Almost from the minute he announced last October that he would leave conventional radio for Sirius Satellite Radio, Stern has been a) railing against alleged censorship by his employer, Infinity Broadcasting, and by the Federal Communications Commission; and b) promoting his move to satellite radio, which is free of FCC restrictions on "indecent" speech.

So it's no surprise that Michael Hughes, the executive who oversees WJFK and other Infinity-owned stations in Washington, wasn't surprised by the cratering of Stern's audience. "His focus has shifted," Hughes said yesterday, "and the listeners have picked up on that." Of Stern's editorial approach, Hughes commented, "I can't begin to understand his motivation."

The real question may be why Infinity has stuck with Stern as he's repeatedly gnawed on the hand that has fed him. The most important reason is that Stern's bash-Infinity/promote-satellite shtick has held up pretty well in the ratings -- until recently. What's more, Infinity has no one waiting in the wings who is likely to produce the same kinds of regular ratings windfalls as the putative King of All Media.

Yet Stern now looks like a dead weight, at least for WJFK. Among all stations in the Washington market, WJFK fell from fifth place to eighth with adult listeners during daytime hours (6 a.m. to 7 p.m.), the most listened-to period of the day. The decline can largely be blamed on Stern, since the station's other daytime personalities -- the Junkies, Don & Mike, and the syndicated Bill O'Reilly -- drew nearly the same or slightly better ratings compared with the preceding three months.

Hughes declined to comment on Stern's replacement at WJFK.

Other ratings-related miscellany:

WMMJ-FM ("Majic 102.3"), the urban oldies station, scored a clean sweep, landing comfortably on top of almost every important ratings category (all listeners, adults 25-54, morning "drivetime"). There were no Stern-like doldrums for syndicated morning man Tom Joyner; his program led the field with an 8.1 percent share among adults, a 40 percent increase over last quarter and his highest ratings in years. Take nothing away from Joyner, but the wide swing from quarter to quarter does suggest a statistical quirk that will be reflected in subsequent ratings.

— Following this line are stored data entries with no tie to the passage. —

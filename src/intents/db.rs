/**
 * Intent Model and Database Operations
 *
 * A chatbot intent is one row: a tag naming the intent plus the raw
 * pattern and response text blobs the bot trainer consumes. Each
 * operation below is a single parameterized statement.
 */
use sqlx::SqlitePool;

use crate::error::AppError;

/// One chatbot intent record
#[derive(Debug, Clone, sqlx::FromRow)]
pub struct Intent {
    pub id: i64,
    pub tag: String,
    pub patterns: String,
    pub responses: String,
}

/// List all intents, oldest first
pub async fn list(pool: &SqlitePool) -> Result<Vec<Intent>, AppError> {
    let intents = sqlx::query_as::<_, Intent>(
        r#"
        SELECT id, tag, patterns, responses
        FROM intents
        ORDER BY id
        "#,
    )
    .fetch_all(pool)
    .await?;

    Ok(intents)
}

/// Insert a new intent
pub async fn insert(
    pool: &SqlitePool,
    tag: &str,
    patterns: &str,
    responses: &str,
) -> Result<Intent, AppError> {
    let intent = sqlx::query_as::<_, Intent>(
        r#"
        INSERT INTO intents (tag, patterns, responses)
        VALUES (?1, ?2, ?3)
        RETURNING id, tag, patterns, responses
        "#,
    )
    .bind(tag)
    .bind(patterns)
    .bind(responses)
    .fetch_one(pool)
    .await?;

    Ok(intent)
}

/// Update an intent by id
///
/// Returns `false` if the id does not exist.
pub async fn update(
    pool: &SqlitePool,
    id: i64,
    tag: &str,
    patterns: &str,
    responses: &str,
) -> Result<bool, AppError> {
    let result = sqlx::query(
        r#"
        UPDATE intents
        SET tag = ?1, patterns = ?2, responses = ?3
        WHERE id = ?4
        "#,
    )
    .bind(tag)
    .bind(patterns)
    .bind(responses)
    .bind(id)
    .execute(pool)
    .await?;

    Ok(result.rows_affected() > 0)
}

/// Delete an intent by id
///
/// Returns `false` if the id does not exist.
pub async fn delete(pool: &SqlitePool, id: i64) -> Result<bool, AppError> {
    let result = sqlx::query(
        r#"
        DELETE FROM intents
        WHERE id = ?1
        "#,
    )
    .bind(id)
    .execute(pool)
    .await?;

    Ok(result.rows_affected() > 0)
}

Infinity-owned WLZL-FM ("El Zol" 99.1) continued its climb since it was switched to Spanish-language pop music from its longtime alt-rock format (as the old WHFS). The station landed in a tie for 12th overall, up from 16th.

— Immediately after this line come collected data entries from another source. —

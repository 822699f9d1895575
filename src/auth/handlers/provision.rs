/**
 * Credential Provisioning Handlers
 *
 * Maintenance endpoints for the admin credential table. Both sit behind
 * the session gate: only an authenticated admin may provision or rehash
 * credentials.
 *
 * - POST /admins/provision - upsert one credential keyed by email; the
 *   password is always stored as a bcrypt hash
 * - POST /admins/rehash - migrate one legacy plaintext credential to a
 *   hash in place; already-hashed credentials are left untouched, so the
 *   action is idempotent and the original password keeps verifying
 */
use axum::{
    extract::State,
    response::{IntoResponse, Redirect, Response},
    Form,
};

use crate::auth::admins;
use crate::auth::credentials::{hash_password, StoredCredential};
use crate::auth::handlers::types::{ProvisionForm, RehashForm};
use crate::context::RequestContext;
use crate::error::AppError;
use crate::middleware::AuthAdmin;
use crate::server::state::AppState;

/// Create or replace an admin credential
pub async fn provision(
    State(state): State<AppState>,
    AuthAdmin(admin): AuthAdmin,
    mut ctx: RequestContext,
    Form(form): Form<ProvisionForm>,
) -> Result<Response, AppError> {
    let hashed = hash_password(&form.password)?;

    match admins::upsert(&state.db, &form.email, &hashed).await {
        Ok(()) => {
            tracing::info!(
                admin_id = admin.admin_id,
                email = %form.email,
                "admin credential provisioned"
            );
            ctx.flash("Admin credential saved.");
        }
        Err(err) => {
            tracing::error!(error = %err, "failed to provision credential");
            ctx.flash(err.notice());
        }
    }
    Ok((ctx, Redirect::to("/")).into_response())
}

/// Rehash a legacy plaintext credential in place
pub async fn rehash(
    State(state): State<AppState>,
    AuthAdmin(admin): AuthAdmin,
    mut ctx: RequestContext,
    Form(form): Form<RehashForm>,
) -> Result<Response, AppError> {
    match admins::find_by_email(&state.db, &form.email).await {
        Ok(Some(record)) => match StoredCredential::parse(&record.password) {
            StoredCredential::Hashed(_) => {
                // Nothing to migrate; repeat calls are no-ops.
                ctx.flash("Credential is already hashed.");
            }
            StoredCredential::Plaintext(plaintext) => {
                let hashed = hash_password(plaintext)?;
                match admins::update_password(&state.db, &form.email, &hashed).await {
                    Ok(true) => {
                        tracing::info!(
                            admin_id = admin.admin_id,
                            email = %form.email,
                            "legacy credential rehashed"
                        );
                        ctx.flash("Credential rehashed.");
                    }
                    Ok(false) => ctx.flash("No admin with that email."),
                    Err(err) => {
                        tracing::error!(error = %err, "failed to rehash credential");
                        ctx.flash(err.notice());
                    }
                }
            }
        },
        Ok(None) => ctx.flash("No admin with that email."),
        Err(err) => {
            tracing::error!(error = %err, "failed to look up credential");
            ctx.flash(err.notice());
        }
    }
    Ok((ctx, Redirect::to("/")).into_response())
}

The introduction of a broader playlist last spring on adult contemporary WRQX-FM ("Mix 107.3") did little to arrest its slide. The station fell from a tie for 13th among local stations to 15th, despite a much-promoted move to a format known in the industry as "Jack," offering a wider mix of oldies and new music. A similar switch to "Jack" by New York powerhouse station WCBS-FM earlier this year has produced similarly tepid results, suggesting the format may be failing in its mission to combat the movement of listeners away from radio to iPods and other program-it-yourself listening.

Air America, the liberal talk network carried on WWRC-AM (1260), went from bad to nonexistent. After WWRC recorded a mere fraction of a rating point in the spring with syndicated shows from the likes of lefty talkers Al Franken, Janeane Garofalo and Stephanie Miller, Arbitron couldn't detect a measurable listenership for the station this time around.